### What you should do
The entries below must be repeated exactly. None may be skipped.

Extracted records
____________________

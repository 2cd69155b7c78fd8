//! Configuration for the triage pipeline

use serde::{Deserialize, Serialize};
use std::time::Duration;

/// Configuration for the triage pipeline
#[derive(Debug, Clone, Serialize, Deserialize)]
pub struct TriageConfig {
    /// Characters of context kept on each side of a match
    #[serde(default = "default_context_window")]
    pub context_window: usize,

    /// Maximum time for a single classification call (seconds)
    #[serde(default = "default_classify_timeout_secs")]
    pub classify_timeout_secs: u64,

    /// Maximum candidates classified concurrently (1 = sequential)
    #[serde(default = "default_max_concurrency")]
    pub max_concurrency: usize,

    /// Optional run deadline (seconds); when it passes mid-run, no new
    /// classification calls are issued but accumulated findings are still
    /// persisted
    #[serde(default)]
    pub deadline_secs: Option<u64>,
}

fn default_context_window() -> usize {
    crate::context::DEFAULT_CONTEXT_WINDOW
}

fn default_classify_timeout_secs() -> u64 {
    30
}

fn default_max_concurrency() -> usize {
    4
}

impl Default for TriageConfig {
    fn default() -> Self {
        Self {
            context_window: default_context_window(),
            classify_timeout_secs: default_classify_timeout_secs(),
            max_concurrency: default_max_concurrency(),
            deadline_secs: None,
        }
    }
}

impl TriageConfig {
    /// Get the classification timeout as a Duration
    pub fn classify_timeout(&self) -> Duration {
        Duration::from_secs(self.classify_timeout_secs)
    }

    /// Validate the configuration
    pub fn validate(&self) -> Result<(), String> {
        if self.classify_timeout_secs == 0 {
            return Err("classify_timeout_secs must be greater than 0".to_string());
        }
        if self.max_concurrency == 0 {
            return Err("max_concurrency must be greater than 0".to_string());
        }
        Ok(())
    }
}

#[cfg(test)]
mod tests {
    use super::*;

    #[test]
    fn test_default_config_is_valid() {
        let config = TriageConfig::default();
        assert!(config.validate().is_ok());
        assert_eq!(config.context_window, 150);
        assert_eq!(config.max_concurrency, 4);
        assert_eq!(config.classify_timeout(), Duration::from_secs(30));
        assert_eq!(config.deadline_secs, None);
    }

    #[test]
    fn test_zero_timeout_rejected() {
        let config = TriageConfig {
            classify_timeout_secs: 0,
            ..Default::default()
        };
        assert!(config.validate().is_err());
    }

    #[test]
    fn test_zero_concurrency_rejected() {
        let config = TriageConfig {
            max_concurrency: 0,
            ..Default::default()
        };
        assert!(config.validate().is_err());
    }
}
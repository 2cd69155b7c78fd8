//! Leakhound LLM Provider Layer
//!
//! Pluggable LLM provider implementations for leak classification.
//!
//! # Architecture
//!
//! This crate provides implementations of the `LlmProvider` trait from
//! `leakhound-domain`. The classifier treats providers as unreliable: every
//! error variant here is converted into a degraded verdict downstream, never
//! a crash.
//!
//! # Providers
//!
//! - `MockProvider`: Deterministic mock for testing
//! - `OllamaProvider`: Local Ollama API integration
//!
//! # Examples
//!
//! ```
//! use leakhound_llm::MockProvider;
//! use leakhound_domain::traits::LlmProvider;
//!
//! let provider = MockProvider::new("CONFIDENCE: None\nREASONING: Mock.");
//! let result = provider.generate("any prompt").unwrap();
//! assert!(result.starts_with("CONFIDENCE:"));
//! ```

#![warn(missing_docs)]

pub mod ollama;

use leakhound_domain::traits::LlmProvider as LlmProviderTrait;
use std::collections::HashMap;
use std::sync::{Arc, Mutex};
use thiserror::Error;

pub use ollama::OllamaProvider;

/// Errors that can occur during LLM operations
#[derive(Error, Debug)]
pub enum LlmError {
    /// Network or API communication error
    #[error("Communication error: {0}")]
    Communication(String),

    /// Invalid response from LLM
    #[error("Invalid response: {0}")]
    InvalidResponse(String),

    /// Rate limit or quota exceeded
    #[error("Rate limit exceeded")]
    RateLimitExceeded,

    /// Model not available
    #[error("Model not available: {0}")]
    ModelNotAvailable(String),

    /// Generic error
    #[error("LLM error: {0}")]
    Other(String),
}

/// Behavior a [`MockProvider`] returns for a given prompt
#[derive(Debug, Clone)]
enum MockBehavior {
    Respond(String),
    Fail,
    RateLimit,
}

/// Mock LLM provider for deterministic testing
///
/// Returns pre-configured responses without making any network calls, and can
/// inject communication or rate-limit failures to exercise the classifier's
/// degradation paths.
///
/// # Examples
///
/// ```
/// use leakhound_llm::MockProvider;
/// use leakhound_domain::traits::LlmProvider;
///
/// let mut provider = MockProvider::new("CONFIDENCE: Low\nREASONING: Default.");
/// provider.add_response("prompt1", "CONFIDENCE: High\nREASONING: Live key.");
/// assert!(provider.generate("prompt1").unwrap().contains("High"));
/// assert!(provider.generate("other").unwrap().contains("Low"));
/// assert_eq!(provider.call_count(), 2);
/// ```
#[derive(Debug, Clone)]
pub struct MockProvider {
    default_response: String,
    behaviors: Arc<Mutex<HashMap<String, MockBehavior>>>,
    call_count: Arc<Mutex<usize>>,
}

impl MockProvider {
    /// Create a new MockProvider with a fixed response for all prompts
    pub fn new(response: impl Into<String>) -> Self {
        Self {
            default_response: response.into(),
            behaviors: Arc::new(Mutex::new(HashMap::new())),
            call_count: Arc::new(Mutex::new(0)),
        }
    }

    /// Add a specific response for a given prompt
    pub fn add_response(&mut self, prompt: impl Into<String>, response: impl Into<String>) {
        self.behaviors
            .lock()
            .unwrap()
            .insert(prompt.into(), MockBehavior::Respond(response.into()));
    }

    /// Configure a communication failure for a specific prompt
    pub fn add_error(&mut self, prompt: impl Into<String>) {
        self.behaviors
            .lock()
            .unwrap()
            .insert(prompt.into(), MockBehavior::Fail);
    }

    /// Configure a rate-limit failure for a specific prompt
    pub fn add_rate_limit(&mut self, prompt: impl Into<String>) {
        self.behaviors
            .lock()
            .unwrap()
            .insert(prompt.into(), MockBehavior::RateLimit);
    }

    /// Get the number of times generate was called
    pub fn call_count(&self) -> usize {
        *self.call_count.lock().unwrap()
    }

    /// Reset the call count
    pub fn reset_call_count(&self) {
        *self.call_count.lock().unwrap() = 0;
    }
}

impl Default for MockProvider {
    fn default() -> Self {
        Self::new("CONFIDENCE: None\nREASONING: Default mock response.")
    }
}

impl LlmProviderTrait for MockProvider {
    type Error = LlmError;

    fn generate(&self, prompt: &str) -> Result<String, Self::Error> {
        *self.call_count.lock().unwrap() += 1;

        let behaviors = self.behaviors.lock().unwrap();
        match behaviors.get(prompt) {
            Some(MockBehavior::Respond(response)) => Ok(response.clone()),
            Some(MockBehavior::Fail) => Err(LlmError::Other("Mock error".to_string())),
            Some(MockBehavior::RateLimit) => Err(LlmError::RateLimitExceeded),
            None => Ok(self.default_response.clone()),
        }
    }
}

____________________

### Result of the exercise
repository 2cd69155b7c78fd8
//! Configuration for the triage pipeline

use serde::{Deserialize, Serialize};
use std::time::Duration;

/// Configuration for the triage pipeline
#[derive(Debug, Clone, Serialize, Deserialize)]
pub struct TriageConfig {
    /// Characters of context kept on each side of a match
    #[serde(default = "default_context_window")]
    pub context_window: usize,

    /// Maximum time for a single classification call (seconds)
    #[serde(default = "default_classify_timeout_secs")]
    pub classify_timeout_secs: u64,

    /// Maximum candidates classified concurrently (1 = sequential)
    #[serde(default = "default_max_concurrency")]
    pub max_concurrency: usize,

    /// Optional run deadline (seconds); when it passes mid-run, no new
    /// classification calls are issued but accumulated findings are still
    /// persisted
    #[serde(default)]
    pub deadline_secs: Option<u64>,
}

fn default_context_window() -> usize {
    crate::context::DEFAULT_CONTEXT_WINDOW
}

fn default_classify_timeout_secs() -> u64 {
    30
}

fn default_max_concurrency() -> usize {
    4
}

impl Default for TriageConfig {
    fn default() -> Self {
        Self {
            context_window: default_context_window(),
            classify_timeout_secs: default_classify_timeout_secs(),
            max_concurrency: default_max_concurrency(),
            deadline_secs: None,
        }
    }
}

impl TriageConfig {
    /// Get the classification timeout as a Duration
    pub fn classify_timeout(&self) -> Duration {
        Duration::from_secs(self.classify_timeout_secs)
    }

    /// Validate the configuration
    pub fn validate(&self) -> Result<(), String> {
        if self.classify_timeout_secs == 0 {
            return Err("classify_timeout_secs must be greater than 0".to_string());
        }
        if self.max_concurrency == 0 {
            return Err("max_concurrency must be greater than 0".to_string());
        }
        Ok(())
    }
}

#[cfg(test)]
mod tests {
    use super::*;

    #[test]
    fn test_default_config_is_valid() {
        let config = TriageConfig::default();
        assert!(config.validate().is_ok());
        assert_eq!(config.context_window, 150);
        assert_eq!(config.max_concurrency, 4);
        assert_eq!(config.classify_timeout(), Duration::from_secs(30));
        assert_eq!(config.deadline_secs, None);
    }

    #[test]
    fn test_zero_timeout_rejected() {
        let config = TriageConfig {
            classify_timeout_secs: 0,
            ..Default::default()
        };
        assert!(config.validate().is_err());
    }

    #[test]
    fn test_zero_concurrency_rejected() {
        let config = TriageConfig {
            max_concurrency: 0,
            ..Default::default()
        };
        assert!(config.validate().is_err());
    }
}
repository 2cd69155b7c78fd8
//! Leakhound LLM Provider Layer
//!
//! Pluggable LLM provider implementations for leak classification.
//!
//! # Architecture
//!
//! This crate provides implementations of the `LlmProvider` trait from
//! `leakhound-domain`. The classifier treats providers as unreliable: every
//! error variant here is converted into a degraded verdict downstream, never
//! a crash.
//!
//! # Providers
//!
//! - `MockProvider`: Deterministic mock for testing
//! - `OllamaProvider`: Local Ollama API integration
//!
//! # Examples
//!
//! ```
//! use leakhound_llm::MockProvider;
//! use leakhound_domain::traits::LlmProvider;
//!
//! let provider = MockProvider::new("CONFIDENCE: None\nREASONING: Mock.");
//! let result = provider.generate("any prompt").unwrap();
//! assert!(result.starts_with("CONFIDENCE:"));
//! ```

#![warn(missing_docs)]

pub mod ollama;

use leakhound_domain::traits::LlmProvider as LlmProviderTrait;
use std::collections::HashMap;
use std::sync::{Arc, Mutex};
use thiserror::Error;

pub use ollama::OllamaProvider;

/// Errors that can occur during LLM operations
#[derive(Error, Debug)]
pub enum LlmError {
    /// Network or API communication error
    #[error("Communication error: {0}")]
    Communication(String),

    /// Invalid response from LLM
    #[error("Invalid response: {0}")]
    InvalidResponse(String),

    /// Rate limit or quota exceeded
    #[error("Rate limit exceeded")]
    RateLimitExceeded,

    /// Model not available
    #[error("Model not available: {0}")]
    ModelNotAvailable(String),

    /// Generic error
    #[error("LLM error: {0}")]
    Other(String),
}

/// Behavior a [`MockProvider`] returns for a given prompt
#[derive(Debug, Clone)]
enum MockBehavior {
    Respond(String),
    Fail,
    RateLimit,
}

/// Mock LLM provider for deterministic testing
///
/// Returns pre-configured responses without making any network calls, and can
/// inject communication or rate-limit failures to exercise the classifier's
/// degradation paths.
///
/// # Examples
///
/// ```
/// use leakhound_llm::MockProvider;
/// use leakhound_domain::traits::LlmProvider;
///
/// let mut provider = MockProvider::new("CONFIDENCE: Low\nREASONING: Default.");
/// provider.add_response("prompt1", "CONFIDENCE: High\nREASONING: Live key.");
/// assert!(provider.generate("prompt1").unwrap().contains("High"));
/// assert!(provider.generate("other").unwrap().contains("Low"));
/// assert_eq!(provider.call_count(), 2);
/// ```
#[derive(Debug, Clone)]
pub struct MockProvider {
    default_response: String,
    behaviors: Arc<Mutex<HashMap<String, MockBehavior>>>,
    call_count: Arc<Mutex<usize>>,
}

impl MockProvider {
    /// Create a new MockProvider with a fixed response for all prompts
    pub fn new(response: impl Into<String>) -> Self {
        Self {
            default_response: response.into(),
            behaviors: Arc::new(Mutex::new(HashMap::new())),
            call_count: Arc::new(Mutex::new(0)),
        }
    }

    /// Add a specific response for a given prompt
    pub fn add_response(&mut self, prompt: impl Into<String>, response: impl Into<String>) {
        self.behaviors
            .lock()
            .unwrap()
            .insert(prompt.into(), MockBehavior::Respond(response.into()));
    }

    /// Configure a communication failure for a specific prompt
    pub fn add_error(&mut self, prompt: impl Into<String>) {
        self.behaviors
            .lock()
            .unwrap()
            .insert(prompt.into(), MockBehavior::Fail);
    }

    /// Configure a rate-limit failure for a specific prompt
    pub fn add_rate_limit(&mut self, prompt: impl Into<String>) {
        self.behaviors
            .lock()
            .unwrap()
            .insert(prompt.into(), MockBehavior::RateLimit);
    }

    /// Get the number of times generate was called
    pub fn call_count(&self) -> usize {
        *self.call_count.lock().unwrap()
    }

    /// Reset the call count
    pub fn reset_call_count(&self) {
        *self.call_count.lock().unwrap() = 0;
    }
}

impl Default for MockProvider {
    fn default() -> Self {
        Self::new("CONFIDENCE: None\nREASONING: Default mock response.")
    }
}

impl LlmProviderTrait for MockProvider {
    type Error = LlmError;

    fn generate(&self, prompt: &str) -> Result<String, Self::Error> {
        *self.call_count.lock().unwrap() += 1;

        let behaviors = self.behaviors.lock().unwrap();
        match behaviors.get(prompt) {
            Some(MockBehavior::Respond(response)) => Ok(response.clone()),
            Some(MockBehavior::Fail) => Err(LlmError::Other("Mock error".to_string())),
            Some(MockBehavior::RateLimit) => Err(LlmError::RateLimitExceeded),
            None => Ok(self.default_response.clone()),
        }
    }
}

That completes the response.